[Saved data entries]
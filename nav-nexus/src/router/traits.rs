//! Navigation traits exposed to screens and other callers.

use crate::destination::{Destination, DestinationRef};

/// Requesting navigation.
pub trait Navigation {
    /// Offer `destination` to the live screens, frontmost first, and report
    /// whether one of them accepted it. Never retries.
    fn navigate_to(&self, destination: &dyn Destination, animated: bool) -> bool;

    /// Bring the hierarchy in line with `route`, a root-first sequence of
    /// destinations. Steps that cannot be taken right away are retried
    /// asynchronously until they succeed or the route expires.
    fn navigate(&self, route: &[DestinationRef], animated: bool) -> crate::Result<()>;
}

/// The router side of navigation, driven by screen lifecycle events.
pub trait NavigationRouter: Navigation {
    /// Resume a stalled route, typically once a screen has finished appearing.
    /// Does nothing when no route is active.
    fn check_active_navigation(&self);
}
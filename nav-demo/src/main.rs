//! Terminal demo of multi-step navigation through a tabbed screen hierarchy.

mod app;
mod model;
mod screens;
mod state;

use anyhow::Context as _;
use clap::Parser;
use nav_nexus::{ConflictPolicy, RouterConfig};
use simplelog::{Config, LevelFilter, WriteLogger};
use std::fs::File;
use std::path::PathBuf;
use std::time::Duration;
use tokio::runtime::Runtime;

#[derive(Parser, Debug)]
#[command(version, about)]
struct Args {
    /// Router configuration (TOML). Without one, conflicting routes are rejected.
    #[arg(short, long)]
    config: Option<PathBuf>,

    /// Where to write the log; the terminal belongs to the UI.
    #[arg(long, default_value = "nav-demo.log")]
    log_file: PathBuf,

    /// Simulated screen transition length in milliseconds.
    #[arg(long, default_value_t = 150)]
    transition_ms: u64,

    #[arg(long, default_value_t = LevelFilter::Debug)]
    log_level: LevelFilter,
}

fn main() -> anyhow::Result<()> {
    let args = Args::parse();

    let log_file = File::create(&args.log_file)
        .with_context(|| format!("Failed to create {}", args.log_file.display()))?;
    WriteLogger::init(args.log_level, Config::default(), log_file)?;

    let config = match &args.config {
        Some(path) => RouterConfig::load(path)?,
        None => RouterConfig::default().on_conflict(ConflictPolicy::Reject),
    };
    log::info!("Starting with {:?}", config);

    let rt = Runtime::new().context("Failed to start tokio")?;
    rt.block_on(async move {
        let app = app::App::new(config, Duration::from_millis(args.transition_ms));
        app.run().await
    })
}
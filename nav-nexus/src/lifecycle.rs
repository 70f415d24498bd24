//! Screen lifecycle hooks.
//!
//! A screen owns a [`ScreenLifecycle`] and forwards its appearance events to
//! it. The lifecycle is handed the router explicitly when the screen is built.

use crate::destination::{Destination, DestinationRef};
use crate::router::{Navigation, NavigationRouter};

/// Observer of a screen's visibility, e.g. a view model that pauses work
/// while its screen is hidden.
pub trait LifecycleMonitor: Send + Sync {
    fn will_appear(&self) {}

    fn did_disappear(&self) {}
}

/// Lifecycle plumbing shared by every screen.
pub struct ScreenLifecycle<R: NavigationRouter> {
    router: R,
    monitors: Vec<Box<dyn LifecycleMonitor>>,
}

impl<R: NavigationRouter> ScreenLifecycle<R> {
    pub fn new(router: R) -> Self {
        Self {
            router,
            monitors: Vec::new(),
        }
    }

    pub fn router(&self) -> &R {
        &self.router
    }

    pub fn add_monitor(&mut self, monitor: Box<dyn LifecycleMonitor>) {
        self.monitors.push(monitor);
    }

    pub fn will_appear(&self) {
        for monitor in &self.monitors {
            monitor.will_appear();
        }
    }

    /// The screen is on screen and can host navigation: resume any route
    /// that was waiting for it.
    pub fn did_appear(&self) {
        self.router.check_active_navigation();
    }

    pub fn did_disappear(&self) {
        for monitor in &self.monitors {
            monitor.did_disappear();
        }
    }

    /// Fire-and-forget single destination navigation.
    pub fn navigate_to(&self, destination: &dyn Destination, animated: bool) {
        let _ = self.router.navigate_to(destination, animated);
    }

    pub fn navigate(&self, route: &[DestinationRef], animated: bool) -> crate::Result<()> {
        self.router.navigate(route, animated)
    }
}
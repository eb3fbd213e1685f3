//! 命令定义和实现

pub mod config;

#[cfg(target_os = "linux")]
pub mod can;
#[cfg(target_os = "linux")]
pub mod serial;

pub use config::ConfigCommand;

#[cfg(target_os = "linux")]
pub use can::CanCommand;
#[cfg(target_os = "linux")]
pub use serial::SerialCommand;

# [Task]
Locate the word "WriteLogger" in the data above. Copy every line carrying it.

# [Exercise output]
use simplelog::{Config, LevelFilter, WriteLogger};
    WriteLogger::init(args.log_level, Config::default(), log_file)?;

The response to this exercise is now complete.